The records below hold a stretch from the line with "Ok(total_norm)" through the line with "4) * (2 / 4) = 1.5"; return exactly those lines, ends included, and nothing more.

- - -

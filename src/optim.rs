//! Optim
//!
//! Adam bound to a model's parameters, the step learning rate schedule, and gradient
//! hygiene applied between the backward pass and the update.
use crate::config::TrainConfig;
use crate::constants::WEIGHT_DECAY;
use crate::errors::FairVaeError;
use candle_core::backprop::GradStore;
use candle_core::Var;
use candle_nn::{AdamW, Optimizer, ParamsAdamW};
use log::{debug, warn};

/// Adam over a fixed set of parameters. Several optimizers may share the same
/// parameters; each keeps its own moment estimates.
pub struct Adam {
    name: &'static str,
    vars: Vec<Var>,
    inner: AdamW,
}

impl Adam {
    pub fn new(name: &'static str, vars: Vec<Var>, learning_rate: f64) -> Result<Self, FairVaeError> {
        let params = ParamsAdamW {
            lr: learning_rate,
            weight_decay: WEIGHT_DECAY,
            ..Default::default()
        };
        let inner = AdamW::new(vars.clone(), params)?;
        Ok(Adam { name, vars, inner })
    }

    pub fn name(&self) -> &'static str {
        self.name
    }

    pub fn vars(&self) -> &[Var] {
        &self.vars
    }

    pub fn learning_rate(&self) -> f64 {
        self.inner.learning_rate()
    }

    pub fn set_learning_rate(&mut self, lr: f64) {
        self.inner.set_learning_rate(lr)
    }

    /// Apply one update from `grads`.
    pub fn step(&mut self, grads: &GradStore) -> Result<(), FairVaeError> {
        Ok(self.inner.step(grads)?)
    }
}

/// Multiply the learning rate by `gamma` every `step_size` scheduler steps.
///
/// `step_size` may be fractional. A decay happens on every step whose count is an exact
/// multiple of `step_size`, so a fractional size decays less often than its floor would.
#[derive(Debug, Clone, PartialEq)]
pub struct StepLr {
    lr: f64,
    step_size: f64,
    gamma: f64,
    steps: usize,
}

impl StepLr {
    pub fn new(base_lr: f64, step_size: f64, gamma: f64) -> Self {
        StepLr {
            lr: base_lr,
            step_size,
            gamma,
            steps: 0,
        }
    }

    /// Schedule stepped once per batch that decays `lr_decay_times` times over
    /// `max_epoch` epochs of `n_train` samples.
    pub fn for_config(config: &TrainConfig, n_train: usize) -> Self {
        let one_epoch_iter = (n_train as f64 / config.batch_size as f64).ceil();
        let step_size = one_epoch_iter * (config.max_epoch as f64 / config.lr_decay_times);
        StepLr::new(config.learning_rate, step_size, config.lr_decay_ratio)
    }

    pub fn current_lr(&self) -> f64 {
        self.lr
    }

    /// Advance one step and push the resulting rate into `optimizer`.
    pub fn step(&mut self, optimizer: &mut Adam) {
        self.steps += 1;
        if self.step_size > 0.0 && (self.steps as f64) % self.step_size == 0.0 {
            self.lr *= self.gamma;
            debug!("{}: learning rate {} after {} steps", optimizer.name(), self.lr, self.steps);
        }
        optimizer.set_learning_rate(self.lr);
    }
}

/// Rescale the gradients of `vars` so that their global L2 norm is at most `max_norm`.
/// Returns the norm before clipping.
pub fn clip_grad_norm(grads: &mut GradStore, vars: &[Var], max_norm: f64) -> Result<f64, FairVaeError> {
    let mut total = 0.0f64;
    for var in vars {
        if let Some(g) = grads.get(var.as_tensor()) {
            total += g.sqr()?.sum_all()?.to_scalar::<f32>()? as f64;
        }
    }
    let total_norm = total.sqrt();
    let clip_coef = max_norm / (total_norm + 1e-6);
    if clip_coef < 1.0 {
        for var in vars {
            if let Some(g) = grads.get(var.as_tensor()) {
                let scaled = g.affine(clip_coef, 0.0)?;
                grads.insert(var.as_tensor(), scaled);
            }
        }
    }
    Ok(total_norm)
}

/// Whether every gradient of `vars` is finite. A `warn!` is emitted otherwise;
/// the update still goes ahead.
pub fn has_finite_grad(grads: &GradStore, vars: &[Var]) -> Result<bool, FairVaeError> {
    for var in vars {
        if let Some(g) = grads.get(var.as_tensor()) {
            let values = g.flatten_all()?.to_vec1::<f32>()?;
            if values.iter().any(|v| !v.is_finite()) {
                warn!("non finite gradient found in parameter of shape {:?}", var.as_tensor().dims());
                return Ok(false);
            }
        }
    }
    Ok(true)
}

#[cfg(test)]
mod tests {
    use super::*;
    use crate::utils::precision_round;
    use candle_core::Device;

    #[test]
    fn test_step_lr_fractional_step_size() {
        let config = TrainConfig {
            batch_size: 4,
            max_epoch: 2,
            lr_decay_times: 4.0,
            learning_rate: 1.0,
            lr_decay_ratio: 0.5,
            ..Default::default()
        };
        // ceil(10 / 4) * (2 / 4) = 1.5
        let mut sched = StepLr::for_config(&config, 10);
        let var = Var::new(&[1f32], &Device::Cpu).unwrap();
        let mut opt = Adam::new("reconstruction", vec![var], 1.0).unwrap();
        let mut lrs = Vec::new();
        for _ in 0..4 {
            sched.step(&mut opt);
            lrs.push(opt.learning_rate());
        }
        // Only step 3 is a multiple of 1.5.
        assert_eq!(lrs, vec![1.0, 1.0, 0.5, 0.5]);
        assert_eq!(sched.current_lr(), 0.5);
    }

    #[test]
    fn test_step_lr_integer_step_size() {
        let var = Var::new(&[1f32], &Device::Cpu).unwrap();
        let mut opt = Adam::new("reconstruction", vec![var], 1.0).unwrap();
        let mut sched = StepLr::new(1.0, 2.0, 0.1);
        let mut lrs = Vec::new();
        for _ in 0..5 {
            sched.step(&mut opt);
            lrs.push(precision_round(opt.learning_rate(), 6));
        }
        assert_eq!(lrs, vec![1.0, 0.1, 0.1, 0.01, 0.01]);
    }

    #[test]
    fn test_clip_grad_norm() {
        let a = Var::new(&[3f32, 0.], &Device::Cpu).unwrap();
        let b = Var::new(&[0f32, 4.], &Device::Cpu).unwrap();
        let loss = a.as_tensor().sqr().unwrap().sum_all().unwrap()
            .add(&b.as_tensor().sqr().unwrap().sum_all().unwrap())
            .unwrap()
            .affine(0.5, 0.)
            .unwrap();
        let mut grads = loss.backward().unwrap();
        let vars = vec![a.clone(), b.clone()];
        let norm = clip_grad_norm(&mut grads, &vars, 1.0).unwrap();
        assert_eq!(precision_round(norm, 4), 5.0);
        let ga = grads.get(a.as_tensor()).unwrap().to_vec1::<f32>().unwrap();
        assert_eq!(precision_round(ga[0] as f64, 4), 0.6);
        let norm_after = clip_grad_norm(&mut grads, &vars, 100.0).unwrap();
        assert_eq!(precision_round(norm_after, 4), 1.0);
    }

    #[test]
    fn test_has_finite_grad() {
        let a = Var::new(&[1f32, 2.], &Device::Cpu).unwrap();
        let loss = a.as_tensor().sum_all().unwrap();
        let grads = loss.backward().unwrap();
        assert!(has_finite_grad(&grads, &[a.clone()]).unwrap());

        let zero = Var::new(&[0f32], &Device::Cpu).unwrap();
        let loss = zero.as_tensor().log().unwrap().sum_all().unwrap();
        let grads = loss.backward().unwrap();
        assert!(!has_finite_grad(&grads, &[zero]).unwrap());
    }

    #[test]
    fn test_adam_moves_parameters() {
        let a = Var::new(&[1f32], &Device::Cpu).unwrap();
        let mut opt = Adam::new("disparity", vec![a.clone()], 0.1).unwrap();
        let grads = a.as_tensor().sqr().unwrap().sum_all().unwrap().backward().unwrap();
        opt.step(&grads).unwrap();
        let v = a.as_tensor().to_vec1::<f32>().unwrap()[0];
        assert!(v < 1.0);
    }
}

- - -

- OUTPUT OF THE TASK -
    Ok(total_norm)
}

/// Whether every gradient of `vars` is finite. A `warn!` is emitted otherwise;
/// the update still goes ahead.
pub fn has_finite_grad(grads: &GradStore, vars: &[Var]) -> Result<bool, FairVaeError> {
    for var in vars {
        if let Some(g) = grads.get(var.as_tensor()) {
            let values = g.flatten_all()?.to_vec1::<f32>()?;
            if values.iter().any(|v| !v.is_finite()) {
                warn!("non finite gradient found in parameter of shape {:?}", var.as_tensor().dims());
                return Ok(false);
            }
        }
    }
    Ok(true)
}

#[cfg(test)]
mod tests {
    use super::*;
    use crate::utils::precision_round;
    use candle_core::Device;

    #[test]
    fn test_step_lr_fractional_step_size() {
        let config = TrainConfig {
            batch_size: 4,
            max_epoch: 2,
            lr_decay_times: 4.0,
            learning_rate: 1.0,
            lr_decay_ratio: 0.5,
            ..Default::default()
        };
        // ceil(10 / 4) * (2 / 4) = 1.5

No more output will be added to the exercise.